That said, there are some crazy advanced things you can do in lisps, and I'm
sure I've only scratched the surface. But that scratch was deep enough to
build things that are useful.

Another interesting thing is that some people's clojure code is very readable
and understandable to me, like James Reeves' (weavejester) code. Other
people's code is very difficult for me, David Nolen's for example
(swannodette). Not saying one is better than the others, more of having a
familiar way tackling a problem in code I suspect.

I can't say I ever had an A HA! moment with lisp like some famous people have
described, but I can say that I am a better programmer for having gone down
that road.

I didn't realize it had had any positive impact on my understanding until
recently when I decided to give Haskell another try.

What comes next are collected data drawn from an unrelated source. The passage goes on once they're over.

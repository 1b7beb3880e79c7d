//! Filter tree evaluation over in-memory record sequences.

use tracing::debug;

use crate::error::FilterResult;
use crate::query::FilterGroup;
use crate::transform::{ExpressionTransformer, FilterOptions, Predicate};
use crate::types::{DataSet, Entity, Record, Schema};

/// Applies filter trees to record sequences.
///
/// An empty root [`FilterGroup`] (no conditions and no nested groups) means "no filtering
/// requested": the input is returned unchanged. Otherwise the filter is compiled once and the
/// records it matches are returned in their original order. Compilation errors are returned
/// before any record is evaluated.
#[derive(Debug, Clone, Default)]
pub struct EntityFilter {
    options: FilterOptions,
}

impl EntityFilter {
    /// Create an engine with explicit compilation options.
    pub fn new(options: FilterOptions) -> Self {
        Self { options }
    }

    /// Compilation options used by this engine.
    pub fn options(&self) -> FilterOptions {
        self.options
    }

    /// Compile `filter` against `schema`.
    ///
    /// Returns `Ok(None)` when the filter has no criteria. Callers filtering many record sets
    /// with the same filter can keep the returned predicate and reuse it.
    pub fn compile(
        &self,
        schema: &Schema,
        filter: &FilterGroup,
    ) -> FilterResult<Option<Predicate>> {
        if filter.is_empty() {
            debug!("filter has no criteria; records are returned unchanged");
            return Ok(None);
        }
        ExpressionTransformer::with_options(schema, self.options)
            .transform(filter)
            .map(Some)
    }

    /// Filter statically typed entities using their own schema.
    pub fn filter_by<E>(&self, records: &[E], filter: &FilterGroup) -> FilterResult<Vec<E>>
    where
        E: Entity + Clone,
    {
        self.filter_records(records, E::schema(), filter)
    }

    /// Filter records read through `schema`.
    pub fn filter_records<R>(
        &self,
        records: &[R],
        schema: &Schema,
        filter: &FilterGroup,
    ) -> FilterResult<Vec<R>>
    where
        R: Record + Clone,
    {
        let Some(predicate) = self.compile(schema, filter)? else {
            return Ok(records.to_vec());
        };

        let out: Vec<R> = records
            .iter()
            .filter(|record| predicate.matches(*record))
            .cloned()
            .collect();
        debug!(input = records.len(), matched = out.len(), "filtered records");
        Ok(out)
    }

    /// Filter the rows of a dataset, keeping its schema.
    pub fn filter_dataset(&self, dataset: &DataSet, filter: &FilterGroup) -> FilterResult<DataSet> {
        let Some(predicate) = self.compile(&dataset.schema, filter)? else {
            return Ok(dataset.clone());
        };

        let out = dataset.filter_rows(|row| predicate.matches(row));
        debug!(
            input = dataset.row_count(),
            matched = out.row_count(),
            "filtered dataset"
        );
        Ok(out)
    }
}

/// Returns the entities matched by `filter`, in their original order.
///
/// This is a convenience wrapper around [`EntityFilter::filter_by`] with default options.
pub fn filter_by<E>(records: &[E], filter: &FilterGroup) -> FilterResult<Vec<E>>
where
    E: Entity + Clone,
{
    EntityFilter::default().filter_by(records, filter)
}

#[cfg(test)]
mod tests {
    use std::sync::LazyLock;

    use super::{EntityFilter, filter_by};
    use crate::error::FilterError;
    use crate::query::{Condition, ConditionOperator, FilterGroup, LogicalOperator};
    use crate::transform::{EmptyGroupPolicy, FilterOptions};
    use crate::types::{DataSet, DataType, Entity, Field, Record, Schema, Value, ValueRef};

    #[derive(Debug, Clone, PartialEq)]
    struct Contact {
        id: i64,
        lastname: String,
        email: Option<String>,
    }

    static CONTACT_SCHEMA: LazyLock<Schema> = LazyLock::new(|| {
        Schema::new(vec![
            Field::new("contactid", DataType::Int64),
            Field::new("lastname", DataType::Utf8),
            Field::new("emailaddress1", DataType::Utf8),
        ])
    });

    impl Record for Contact {
        fn value_at(&self, index: usize) -> ValueRef<'_> {
            match index {
                0 => self.id.into(),
                1 => self.lastname.as_str().into(),
                2 => self.email.as_deref().into(),
                _ => ValueRef::Null,
            }
        }
    }

    impl Entity for Contact {
        fn schema() -> &'static Schema {
            &CONTACT_SCHEMA
        }
    }

    fn contacts() -> Vec<Contact> {
        [
            (1, "Smith", Some("smith@example.com")),
            (2, "Jones", None),
            (3, "Smithers", Some("")),
            (4, "Brown", Some("brown@example.com")),
        ]
        .into_iter()
        .map(|(id, lastname, email)| Contact {
            id,
            lastname: lastname.to_string(),
            email: email.map(str::to_string),
        })
        .collect()
    }

    fn ids(records: &[Contact]) -> Vec<i64> {
        records.iter().map(|c| c.id).collect()
    }

    #[test]
    fn empty_filter_returns_input_unchanged() {
        let records = contacts();
        let out = filter_by(&records, &FilterGroup::default()).unwrap();
        assert_eq!(out, records);

        let or_root = FilterGroup::new(LogicalOperator::Or);
        assert_eq!(filter_by(&records, &or_root).unwrap(), records);
    }

    #[test]
    fn matching_records_keep_input_order() {
        let records = contacts();
        let filter = FilterGroup::new(LogicalOperator::Or)
            .with_condition("lastname", ConditionOperator::BeginsWith, ["Smith"])
            .with_condition("contactid", ConditionOperator::Equal, [4i64]);

        let out = filter_by(&records, &filter).unwrap();
        assert_eq!(ids(&out), vec![1, 3, 4]);
        // Original unchanged
        assert_eq!(records.len(), 4);
    }

    #[test]
    fn empty_text_counts_as_null() {
        let records = contacts();
        let not_null = FilterGroup::default().with(Condition::unary(
            "emailaddress1",
            ConditionOperator::NotNull,
        ));
        let null = FilterGroup::default().with(Condition::unary(
            "emailaddress1",
            ConditionOperator::Null,
        ));

        assert_eq!(ids(&filter_by(&records, &not_null).unwrap()), vec![1, 4]);
        assert_eq!(ids(&filter_by(&records, &null).unwrap()), vec![2, 3]);
    }

    #[test]
    fn no_matches_is_a_successful_empty_result() {
        let records = contacts();
        let filter = FilterGroup::default().with_condition(
            "lastname",
            ConditionOperator::Equal,
            ["Nobody"],
        );
        assert!(filter_by(&records, &filter).unwrap().is_empty());
    }

    #[test]
    fn compile_errors_propagate_without_partial_results() {
        let records = contacts();
        let filter = FilterGroup::default()
            .with_condition("lastname", ConditionOperator::Equal, ["Smith"])
            .with_condition("birthdate", ConditionOperator::Null, Vec::<Value>::new());

        let err = filter_by(&records, &filter).unwrap_err();
        assert!(matches!(err, FilterError::UnknownField { ref field } if field == "birthdate"));
    }

    #[test]
    fn compile_errors_surface_even_without_records() {
        let filter = FilterGroup::default().with_condition(
            "contactid",
            ConditionOperator::GreaterThan,
            ["not a number"],
        );
        let err = filter_by::<Contact>(&[], &filter).unwrap_err();
        assert!(matches!(err, FilterError::TypeMismatch { .. }));
    }

    #[test]
    fn compiled_predicate_is_reusable() {
        let engine = EntityFilter::default();
        let filter = FilterGroup::default().with_condition(
            "contactid",
            ConditionOperator::In,
            [2i64, 3],
        );
        let predicate = engine
            .compile(Contact::schema(), &filter)
            .unwrap()
            .expect("filter has criteria");

        let first = contacts();
        let second: Vec<Contact> = contacts().into_iter().rev().collect();
        assert_eq!(first.iter().filter(|c| predicate.matches(*c)).count(), 2);
        assert_eq!(second.iter().filter(|c| predicate.matches(*c)).count(), 2);

        assert!(engine
            .compile(Contact::schema(), &FilterGroup::default())
            .unwrap()
            .is_none());
    }

    #[test]
    fn dataset_rows_are_filtered_with_their_schema() {
        let schema = Schema::new(vec![
            Field::new("id", DataType::Int64),
            Field::new("score", DataType::Float64),
        ]);
        let ds = DataSet::new(
            schema,
            vec![
                vec![Value::Int64(1), Value::Float64(10.0)],
                vec![Value::Int64(2), Value::Null],
                vec![Value::Int64(3), Value::Float64(5.5)],
            ],
        );

        let filter = FilterGroup::default().with_condition(
            "score",
            ConditionOperator::LessThan,
            [6i64],
        );
        let out = ds.filter_by(&filter).unwrap();
        assert_eq!(out.schema, ds.schema);
        assert_eq!(out.rows, vec![vec![Value::Int64(3), Value::Float64(5.5)]]);

        assert_eq!(ds.filter_by(&FilterGroup::default()).unwrap(), ds);
    }

    #[test]
    fn plain_value_rows_can_be_filtered_against_an_external_schema() {
        let schema = Schema::new(vec![Field::new("code", DataType::OptionSet)]);
        let rows = vec![
            vec![Value::OptionSet(1)],
            vec![Value::OptionSet(2)],
            vec![Value::Null],
        ];
        let filter = FilterGroup::default().with_condition(
            "code",
            ConditionOperator::NotIn,
            [Value::OptionSet(1)],
        );

        let out = EntityFilter::default()
            .filter_records(&rows, &schema, &filter)
            .unwrap();
        assert_eq!(out, vec![vec![Value::OptionSet(2)], vec![Value::Null]]);
    }

    #[test]
    fn configured_options_apply_to_compilation() {
        let options = FilterOptions {
            empty_nested_groups: EmptyGroupPolicy::Reject,
            coerce_text_operands: false,
        };
        let engine = EntityFilter::new(options);
        assert_eq!(engine.options(), options);
        assert_eq!(EntityFilter::default().options(), FilterOptions::default());

        let text_id = FilterGroup::default().with_condition(
            "contactid",
            ConditionOperator::Equal,
            ["1"],
        );
        assert!(matches!(
            engine.filter_by(&contacts(), &text_id),
            Err(FilterError::TypeMismatch { .. })
        ));
        let coerced = EntityFilter::default()
            .filter_by(&contacts(), &text_id)
            .unwrap();
        assert_eq!(ids(&coerced), vec![1]);

        let empty_nested = FilterGroup::default().with_filter(FilterGroup::default());
        assert!(matches!(
            engine.filter_by(&contacts(), &empty_nested),
            Err(FilterError::EmptyGroup { depth: 1 })
        ));
    }
}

Lo and behold, I am
actually understanding it now (via learn you a haskell), and I'm struggling to
understand what was so hard about it before. I can't say exactly _what_
changed, but something did.

I can't say it was because I specifically learned a lisp, it might have been
just as true if I had learned OCaml or some other language. But I am
suspicious that it _was_ because it was a lisp.

I can say this, I have had an A HA! moment with Haskell. It was more of a Holy
Sh*t moment for me actually. And that was when I got to the quicksort example
in Learn You a Haskell. I was stunned.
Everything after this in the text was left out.